Siris, come dimostra la presenza di alcuni resti di nuraghi fu abitata già in epoca nuragica.
Nel Medioevo il paese appartenne al giudicato di Arborea e fece parte della curatoria di Marmilla.
Nel 1420, con la perdita del potere del giudicato venne annesso al Marchesato di Oristano e nel 1478, dopo la sconfitta degli arborensi, subì la supremazia aragonese e fu assorbito nell’Incontrada di Parte Montis, presidiato dai soldati del feudatario di Quirra Berengario BertranCarroz che avendo sposato Eleonora Manriquez, ottenne in concessione dal re il dominio fino al 1511, anno di estinzione della famiglia dei Carroz.
Siris venne aggregato al marchesato di Quirra nel 1603 e il feudo appartenne prima ai Centelles, quindi ai CatalàValeriola e dal 1766 agli Osorio de la Cueva.
Il paese fu infine svincolato nel 1839, con la soppressione del sistema feudale.
Nel 1927 il comune di Siris si fuse con quelli di Masullas e Pompu e nel 1961, riconquista la propria autonomia.
In Sardegna Siris è conosciuto anche per alcune manifestazioni che richiamano un gran numero di visitatori. Originale è la festa dei latticini, che si svolge in primavera, nella quale i partecipanti si esibiscono con il lancio delle forme di pecorino.

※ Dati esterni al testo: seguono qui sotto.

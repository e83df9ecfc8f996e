//! The CHIP-8 machine state and the fetch-decode-execute cycle.

use std::fs;
use std::path::Path;

use crate::emulator::error::{LoadError, StackFault};
use crate::emulator::input::Keypad;
use crate::emulator::instruction::*;
use crate::emulator::memory::{self, Memory, FONT_BASE, GLYPH_SIZE, MAX_PROGRAM_SIZE, PROGRAM_START};
use crate::emulator::output::{Screen, SCREEN_HEIGHT, SCREEN_WIDTH};
use crate::emulator::rng::ByteSource;
use crate::emulator::stack::Stack;

pub const NUM_REGISTERS: usize = 16;
const FLAG: usize = 0xF;

pub struct Emulator {
    memory: Memory,
    registers: [u8; NUM_REGISTERS],
    delay_timer: u8,
    sound_timer: u8,
    i: u16,
    program_counter: u16,
    stack: Stack,
    opcode: u16,

    keypad: Keypad,
    screen: Screen,
    rng: ByteSource,
}

impl Emulator {
    /// Create a new emulator with a randomly seeded byte source
    pub fn new() -> Emulator {
        Emulator::with_byte_source(ByteSource::from_entropy())
    }

    /// Create a new emulator whose `Cxkk` results are reproducible
    pub fn with_seed(seed: u64) -> Emulator {
        Emulator::with_byte_source(ByteSource::from_seed(seed))
    }

    fn with_byte_source(rng: ByteSource) -> Emulator {
        Emulator {
            memory: Memory::new(),
            registers: [0; NUM_REGISTERS],
            delay_timer: 0,
            sound_timer: 0,
            i: 0,
            program_counter: PROGRAM_START,
            stack: Stack::new(),
            opcode: 0,

            keypad: Keypad::new(),
            screen: Screen::new(),
            rng,
        }
    }

    /// Forget the program and all state, keeping the byte source.
    pub fn reset(&mut self) {
        self.memory = Memory::new();
        self.registers = [0; NUM_REGISTERS];
        self.delay_timer = 0;
        self.sound_timer = 0;
        self.i = 0;
        self.program_counter = PROGRAM_START;
        self.stack = Stack::new();
        self.opcode = 0;
        self.keypad.release_all();
        self.screen.clear();
    }

    /// Copy a program into memory at 0x200.
    pub fn load(&mut self, program: &[u8]) -> Result<(), LoadError> {
        if program.len() > MAX_PROGRAM_SIZE {
            return Err(LoadError::TooLarge {
                size: program.len(),
                max: MAX_PROGRAM_SIZE,
            });
        }
        self.memory.load_program(program);
        log::info!("Loaded {} bytes at {:#05x}", program.len(), PROGRAM_START);
        Ok(())
    }

    /// Read a ROM file and copy it into memory at 0x200.
    pub fn load_file<P: AsRef<Path>>(&mut self, path: P) -> Result<(), LoadError> {
        let path = path.as_ref();
        let program = fs::read(path).map_err(|source| LoadError::Io {
            path: path.to_path_buf(),
            source,
        })?;
        self.load(&program)
    }

    /// One full cycle: fetch, execute, then tick both timers.
    /// Timers tick even if the instruction faulted.
    pub fn cycle(&mut self) -> Result<(), StackFault> {
        let result = self.step();
        self.tick_timers();
        result
    }

    /// Load an instruction, advance the program counter past it and execute it.
    /// Does not touch the timers.
    pub fn step(&mut self) -> Result<(), StackFault> {
        // Each opcode is two bytes
        let addr = self.program_counter;
        self.opcode = self.memory.read_u16(addr);
        let instruction = Instruction::decode(self.opcode);

        log::trace!("{:#05x}: {:#06x} {:?}", addr, self.opcode, instruction);

        self.program_counter = memory::wrap(addr.wrapping_add(2));
        self.execute(instruction, addr)
    }

    /// Decrement both timers towards zero.
    pub fn tick_timers(&mut self) {
        self.delay_timer = self.delay_timer.saturating_sub(1);
        self.sound_timer = self.sound_timer.saturating_sub(1);
    }

    /// Execute a single instruction without fetching it.
    /// Nothing was fetched, so a `StackFault` carries the current program counter.
    pub fn execute_single(&mut self, instruction: Instruction) -> Result<(), StackFault> {
        self.execute(instruction, self.program_counter)
    }

    /// Execute instructions in order, stopping at the first fault.
    pub fn execute_many(&mut self, instructions: &[Instruction]) -> Result<(), StackFault> {
        for instruction in instructions {
            self.execute_single(*instruction)?;
        }
        Ok(())
    }

    pub fn registers(&self) -> &[u8; NUM_REGISTERS] {
        &self.registers
    }

    pub fn register(&self, reg: Reg) -> u8 {
        self.registers[reg_index(reg)]
    }

    pub fn index(&self) -> u16 {
        self.i
    }

    pub fn program_counter(&self) -> u16 {
        self.program_counter
    }

    pub fn stack_pointer(&self) -> u8 {
        self.stack.pointer()
    }

    /// Return addresses currently on the stack, oldest first.
    pub fn stack(&self) -> &[u16] {
        self.stack.entries()
    }

    pub fn delay_timer(&self) -> u8 {
        self.delay_timer
    }

    pub fn sound_timer(&self) -> u8 {
        self.sound_timer
    }

    /// True while a tone should be playing.
    pub fn sound_active(&self) -> bool {
        self.sound_timer > 0
    }

    /// The most recently fetched opcode.
    pub fn opcode(&self) -> u16 {
        self.opcode
    }

    pub fn memory(&self) -> &Memory {
        &self.memory
    }

    pub fn screen(&self) -> &Screen {
        &self.screen
    }

    pub fn keypad(&self) -> &Keypad {
        &self.keypad
    }

    /// The only state outside collaborators may write to, between cycles.
    pub fn keypad_mut(&mut self) -> &mut Keypad {
        &mut self.keypad
    }

    fn reg(&self, reg: Reg) -> u8 {
        self.registers[reg_index(reg)]
    }

    fn set_reg(&mut self, reg: Reg, value: u8) {
        self.registers[reg_index(reg)] = value;
    }

    /// Result goes to `x` first, so the flag survives when `x` is VF.
    fn set_reg_and_flag(&mut self, reg: Reg, value: u8, flag: bool) {
        self.set_reg(reg, value);
        self.registers[FLAG] = flag as u8;
    }

    fn skip_if(&mut self, condition: bool) {
        if condition {
            self.program_counter = memory::wrap(self.program_counter.wrapping_add(2));
        }
    }

    /// `addr` is where the instruction was fetched from, for fault reports.
    fn execute(&mut self, instruction: Instruction, addr: u16) -> Result<(), StackFault> {
        match instruction {
            // Clear the screen
            Instruction::ClearScreen => self.screen.clear(),

            // Return to the previous call site via the stack.
            Instruction::Return => {
                self.program_counter = self.stack.pop(addr)?;
            }

            // Go to a specific memory address
            Instruction::Goto(Addr(nnn)) => {
                self.program_counter = memory::wrap(nnn);
            }

            // Store the return address on the stack, then jump to the specified address
            Instruction::Call(Addr(nnn)) => {
                self.stack.push(self.program_counter, addr)?;
                self.program_counter = memory::wrap(nnn);
            }

            Instruction::IfRegEqConst(x, Const(kk)) => self.skip_if(self.reg(x) == kk),

            Instruction::IfRegNeqConst(x, Const(kk)) => self.skip_if(self.reg(x) != kk),

            Instruction::IfRegEqReg(x, y) => self.skip_if(self.reg(x) == self.reg(y)),

            Instruction::IfRegNeqReg(x, y) => self.skip_if(self.reg(x) != self.reg(y)),

            Instruction::SetRegToConst(x, Const(kk)) => self.set_reg(x, kk),

            // No carry flag for the constant form
            Instruction::IncRegByConst(x, Const(kk)) => {
                self.set_reg(x, self.reg(x).wrapping_add(kk));
            }

            Instruction::SetRegToReg(x, y) => self.set_reg(x, self.reg(y)),

            Instruction::BitwiseOr(x, y) => self.set_reg(x, self.reg(x) | self.reg(y)),

            Instruction::BitwiseAnd(x, y) => self.set_reg(x, self.reg(x) & self.reg(y)),

            Instruction::BitwiseXor(x, y) => self.set_reg(x, self.reg(x) ^ self.reg(y)),

            // VF is the carry out of the 9-bit sum
            Instruction::IncRegByReg(x, y) => {
                let (sum, carry) = self.reg(x).overflowing_add(self.reg(y));
                self.set_reg_and_flag(x, sum, carry);
            }

            // VF is 1 only when Vx > Vy, so equal operands clear it
            Instruction::DecRegByReg(x, y) => {
                let (vx, vy) = (self.reg(x), self.reg(y));
                self.set_reg_and_flag(x, vx.wrapping_sub(vy), vx > vy);
            }

            Instruction::SetVxVyMinusVx(x, y) => {
                let (vx, vy) = (self.reg(x), self.reg(y));
                self.set_reg_and_flag(x, vy.wrapping_sub(vx), vy > vx);
            }

            // Both shifts read Vy, not Vx
            Instruction::BitshiftRight(x, y) => {
                let vy = self.reg(y);
                self.set_reg_and_flag(x, vy >> 1, vy & 0x01 == 1);
            }

            Instruction::BitshiftLeft(x, y) => {
                let vy = self.reg(y);
                self.set_reg_and_flag(x, vy << 1, vy & 0x80 != 0);
            }

            Instruction::SetI(Addr(nnn)) => {
                self.i = nnn;
            }

            Instruction::SetPcToV0PlusAddr(Addr(nnn)) => {
                self.program_counter = memory::wrap(nnn.wrapping_add(self.registers[0] as u16));
            }

            Instruction::SetVxRand(x, Const(kk)) => {
                let byte = self.rng.next_byte();
                self.set_reg(x, byte & kk);
            }

            Instruction::Draw(x, y, Const(height)) => self.draw(x, y, height),

            Instruction::IfKeyEqVx(x) => self.skip_if(self.keypad.is_pressed(self.reg(x))),

            Instruction::IfKeyNeqVx(x) => self.skip_if(!self.keypad.is_pressed(self.reg(x))),

            Instruction::SetRegToDelayTimer(x) => self.set_reg(x, self.delay_timer),

            // Wait for a key by running this instruction again next cycle
            Instruction::SetRegToGetKey(x) => match self.keypad.first_pressed() {
                Some(key) => self.set_reg(x, key),
                None => self.program_counter = memory::wrap(self.program_counter.wrapping_sub(2)),
            },

            Instruction::SetDelayTimerToReg(x) => {
                self.delay_timer = self.reg(x);
            }

            Instruction::SetSoundTimerToReg(x) => {
                self.sound_timer = self.reg(x);
            }

            Instruction::AddRegToI(x) => {
                self.i = self.i.wrapping_add(self.reg(x) as u16);
            }

            // Set i to the glyph of the low hex digit. Each glyph is 5 bytes.
            Instruction::SetIToSpriteAddrVx(x) => {
                self.i = FONT_BASE + GLYPH_SIZE * (self.reg(x) & 0x0F) as u16;
            }

            Instruction::SetIToBcdOfReg(x) => {
                let value = self.reg(x);
                self.memory.write(self.i, value / 100);
                self.memory.write(self.i.wrapping_add(1), value / 10 % 10);
                self.memory.write(self.i.wrapping_add(2), value % 10);
            }

            // Dump register values up to Vx
            Instruction::RegDump(Reg(x)) => {
                for reg_no in 0..=(x & 0x0F) {
                    self.memory.write(self.i.wrapping_add(reg_no as u16), self.registers[reg_no as usize]);
                }
            }

            // Load register values up to Vx
            Instruction::RegLoad(Reg(x)) => {
                for reg_no in 0..=(x & 0x0F) {
                    self.registers[reg_no as usize] = self.memory.read(self.i.wrapping_add(reg_no as u16));
                }
            }

            Instruction::Unknown(opcode) => {
                log::debug!("Ignoring unknown opcode {:#06x} at {:#05x}", opcode, addr);
            }
        };

        Ok(())
    }

    /// XOR an 8-pixel-wide sprite of `height` rows from memory at I onto the screen.
    /// The origin wraps around the screen, the rest of the sprite is clipped.
    fn draw(&mut self, x: Reg, y: Reg, height: u8) {
        let x_coord = self.reg(x) as usize % SCREEN_WIDTH;
        let y_coord = self.reg(y) as usize % SCREEN_HEIGHT;

        let mut any_collisions = false;
        for row in 0..height as usize {
            let screen_y = y_coord + row;
            if screen_y >= SCREEN_HEIGHT {
                break;
            }
            let sprite_row = self.memory.read(self.i.wrapping_add(row as u16));
            for col in 0..8 {
                let screen_x = x_coord + col;
                if screen_x >= SCREEN_WIDTH {
                    break;
                }
                if (sprite_row >> (7 - col)) & 1 == 1 {
                    any_collisions |= self.screen.toggle(screen_x, screen_y);
                }
            }
        }

        // Set VF collision flag
        self.registers[FLAG] = any_collisions as u8;
    }
}

impl Default for Emulator {
    fn default() -> Self {
        Self::new()
    }
}

fn reg_index(Reg(x): Reg) -> usize {
    (x & 0x0F) as usize
}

In autunno si svolge la sagra della mela cotogna, mebapirongia, mela chidònza,mellaghidòngia, dove è possibile degustare prodotti locali e piatti a base di mela cotogna, che è tipica del territorio. Viene spontaneo mettere in evidenza che: raccogliere i frutti che le piante in ogni stagione ci offrono generosamente è un’arte saperli trasformare in ricchi e deliziosi “bottini” per allietare il palato e la vita.
Ingredientis:
kg 5 di mele cotogne gialle e sane, kg 2 di zucchero comune, il succo filtrato di 5 limoni maturi non trattati, 4 litri di acqua, un cucchiaio raso di cannella in polvere.
Approntadura:
come prima operazione, lava accuratamente le mele cotogne sotto il getto di acqua fredda, eliminando totalmente la lanugine che le avvolge. Fatto, pelale, poi tagliale a spicchi, quindi elimina il torsolo, lasciando solo le parti più tenere, dopodiché tagliale a pezzi e tuffa il ricavato dentro a un capace recipiente contenente abbondante acqua e il succo dei limoni. Questo accorgimento serve per evitare che le mele cotogne diventino scure. Arrivati a questo punto, poni sul fuoco una marmitta di adeguata misura contenente l’acqua che hai in dotazione, lo zucchero, la cannella, porta ad ebollizione e non appena sciolto lo zucchero allontana il recipiente dal fuoco. Subito dopo travasa i pezzi di cotogna dentro a dei vasi di vetro con tappo a vite precedentemente sterilizzati in forno a 110°, colma ognuno con lo sciroppo ancora caldo e man mano che li riempi chiudili ermeticamente. Terminata questa operazione, accomodali dentro a un pentolone avvolti con dei canovacci, di seguito coprili di acqua fredda almeno due dita e falli bollire per mezzora a recipiente coperto. Quando sarà passato questo tempo, allontana la marmitta dal fuoco e lascia che l’acqua diventi fredda. Solo allora, preleva i vasi, asciugali, etichettali e riponili in luogo fresco, asciutto e al buio.